#### ACTION ITEM
For every line in the records below that holds "FieldWidth", make a copy.

Records drawn from a dataset:
*** Begin section ***

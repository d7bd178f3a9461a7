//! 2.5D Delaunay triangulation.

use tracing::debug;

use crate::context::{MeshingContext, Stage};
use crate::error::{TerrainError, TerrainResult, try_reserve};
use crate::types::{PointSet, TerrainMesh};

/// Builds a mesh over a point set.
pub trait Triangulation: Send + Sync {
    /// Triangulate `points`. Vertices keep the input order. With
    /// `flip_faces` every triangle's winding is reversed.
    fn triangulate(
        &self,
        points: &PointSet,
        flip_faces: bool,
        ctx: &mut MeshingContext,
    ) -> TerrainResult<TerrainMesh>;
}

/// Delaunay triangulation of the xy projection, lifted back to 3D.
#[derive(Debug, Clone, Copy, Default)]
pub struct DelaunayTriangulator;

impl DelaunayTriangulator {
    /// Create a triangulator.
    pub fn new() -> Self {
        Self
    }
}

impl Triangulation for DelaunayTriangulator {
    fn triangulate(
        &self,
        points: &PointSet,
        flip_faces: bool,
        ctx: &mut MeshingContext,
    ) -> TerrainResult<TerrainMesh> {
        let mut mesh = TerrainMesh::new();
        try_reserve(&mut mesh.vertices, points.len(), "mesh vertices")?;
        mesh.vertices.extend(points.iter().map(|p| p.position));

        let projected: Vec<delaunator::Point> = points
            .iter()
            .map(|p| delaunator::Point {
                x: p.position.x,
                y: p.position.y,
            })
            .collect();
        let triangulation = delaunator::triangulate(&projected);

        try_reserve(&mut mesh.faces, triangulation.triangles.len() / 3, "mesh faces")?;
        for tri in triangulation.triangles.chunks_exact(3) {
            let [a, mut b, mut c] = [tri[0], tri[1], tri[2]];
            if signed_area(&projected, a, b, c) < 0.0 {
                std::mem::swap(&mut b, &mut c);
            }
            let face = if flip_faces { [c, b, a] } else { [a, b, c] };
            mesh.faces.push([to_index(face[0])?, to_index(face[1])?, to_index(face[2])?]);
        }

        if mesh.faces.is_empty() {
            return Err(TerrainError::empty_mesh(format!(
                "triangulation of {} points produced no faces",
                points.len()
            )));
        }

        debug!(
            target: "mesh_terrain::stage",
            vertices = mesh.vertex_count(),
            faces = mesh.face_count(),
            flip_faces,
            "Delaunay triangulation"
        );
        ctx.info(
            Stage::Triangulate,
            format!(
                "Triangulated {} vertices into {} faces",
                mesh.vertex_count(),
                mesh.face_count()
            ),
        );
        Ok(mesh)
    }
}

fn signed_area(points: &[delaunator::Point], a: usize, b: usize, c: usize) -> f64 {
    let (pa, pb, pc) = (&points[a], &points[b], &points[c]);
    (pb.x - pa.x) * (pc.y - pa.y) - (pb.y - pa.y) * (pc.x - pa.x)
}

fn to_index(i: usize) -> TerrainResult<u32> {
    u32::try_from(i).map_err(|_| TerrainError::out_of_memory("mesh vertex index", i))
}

*** End section ***
*** Begin section ***

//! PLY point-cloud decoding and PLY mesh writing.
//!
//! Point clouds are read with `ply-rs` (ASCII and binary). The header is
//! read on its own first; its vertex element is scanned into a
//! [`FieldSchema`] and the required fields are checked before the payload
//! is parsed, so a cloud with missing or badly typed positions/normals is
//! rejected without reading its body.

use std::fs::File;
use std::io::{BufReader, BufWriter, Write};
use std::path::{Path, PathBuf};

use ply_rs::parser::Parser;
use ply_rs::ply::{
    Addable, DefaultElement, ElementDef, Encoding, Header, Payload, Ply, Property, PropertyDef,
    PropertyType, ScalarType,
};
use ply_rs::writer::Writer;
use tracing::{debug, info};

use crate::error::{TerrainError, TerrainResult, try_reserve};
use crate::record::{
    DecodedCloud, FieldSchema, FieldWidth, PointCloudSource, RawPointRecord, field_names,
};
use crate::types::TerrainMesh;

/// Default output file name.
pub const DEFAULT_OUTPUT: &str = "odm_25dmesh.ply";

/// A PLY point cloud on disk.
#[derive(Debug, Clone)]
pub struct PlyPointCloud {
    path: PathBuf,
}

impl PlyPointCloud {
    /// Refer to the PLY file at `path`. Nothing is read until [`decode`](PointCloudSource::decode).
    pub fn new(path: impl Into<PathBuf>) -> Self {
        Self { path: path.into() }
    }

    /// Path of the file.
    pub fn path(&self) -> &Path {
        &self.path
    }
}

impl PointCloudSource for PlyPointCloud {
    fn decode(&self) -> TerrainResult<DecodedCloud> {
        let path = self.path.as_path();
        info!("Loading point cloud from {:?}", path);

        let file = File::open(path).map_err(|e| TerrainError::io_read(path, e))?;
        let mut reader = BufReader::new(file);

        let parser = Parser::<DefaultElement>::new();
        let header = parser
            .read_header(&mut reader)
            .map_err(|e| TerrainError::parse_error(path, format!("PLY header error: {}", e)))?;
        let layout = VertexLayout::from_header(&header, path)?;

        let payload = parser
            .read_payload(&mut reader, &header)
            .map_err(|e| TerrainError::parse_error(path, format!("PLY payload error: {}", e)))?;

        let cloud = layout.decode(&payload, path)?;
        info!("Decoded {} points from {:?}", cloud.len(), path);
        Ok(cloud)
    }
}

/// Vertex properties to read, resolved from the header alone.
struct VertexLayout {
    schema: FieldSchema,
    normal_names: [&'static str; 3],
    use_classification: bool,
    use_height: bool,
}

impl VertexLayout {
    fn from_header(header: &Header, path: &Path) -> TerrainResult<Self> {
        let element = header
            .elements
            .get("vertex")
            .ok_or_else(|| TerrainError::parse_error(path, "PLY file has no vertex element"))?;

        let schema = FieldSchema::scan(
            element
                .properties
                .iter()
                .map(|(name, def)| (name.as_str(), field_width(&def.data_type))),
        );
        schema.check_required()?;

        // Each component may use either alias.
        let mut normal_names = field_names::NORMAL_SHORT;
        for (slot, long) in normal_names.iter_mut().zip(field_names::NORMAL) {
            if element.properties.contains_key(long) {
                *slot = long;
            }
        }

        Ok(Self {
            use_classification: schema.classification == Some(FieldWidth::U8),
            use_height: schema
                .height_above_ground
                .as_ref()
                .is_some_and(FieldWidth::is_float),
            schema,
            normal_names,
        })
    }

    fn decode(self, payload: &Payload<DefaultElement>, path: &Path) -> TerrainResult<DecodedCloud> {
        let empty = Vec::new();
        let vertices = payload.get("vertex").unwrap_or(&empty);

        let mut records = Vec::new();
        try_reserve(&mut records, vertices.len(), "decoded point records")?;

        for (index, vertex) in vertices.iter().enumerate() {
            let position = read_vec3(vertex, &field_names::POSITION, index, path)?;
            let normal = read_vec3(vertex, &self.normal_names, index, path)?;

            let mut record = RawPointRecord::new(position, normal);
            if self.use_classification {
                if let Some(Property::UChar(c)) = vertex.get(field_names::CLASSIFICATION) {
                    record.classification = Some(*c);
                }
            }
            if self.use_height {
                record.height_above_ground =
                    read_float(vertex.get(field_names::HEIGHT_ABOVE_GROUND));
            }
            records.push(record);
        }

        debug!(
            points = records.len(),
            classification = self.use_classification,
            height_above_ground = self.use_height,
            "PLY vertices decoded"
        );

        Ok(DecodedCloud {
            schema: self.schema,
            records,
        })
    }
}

*** End section ***

#### RESULT
    DecodedCloud, FieldSchema, FieldWidth, PointCloudSource, RawPointRecord, field_names,
            use_classification: schema.classification == Some(FieldWidth::U8),
                .is_some_and(FieldWidth::is_float),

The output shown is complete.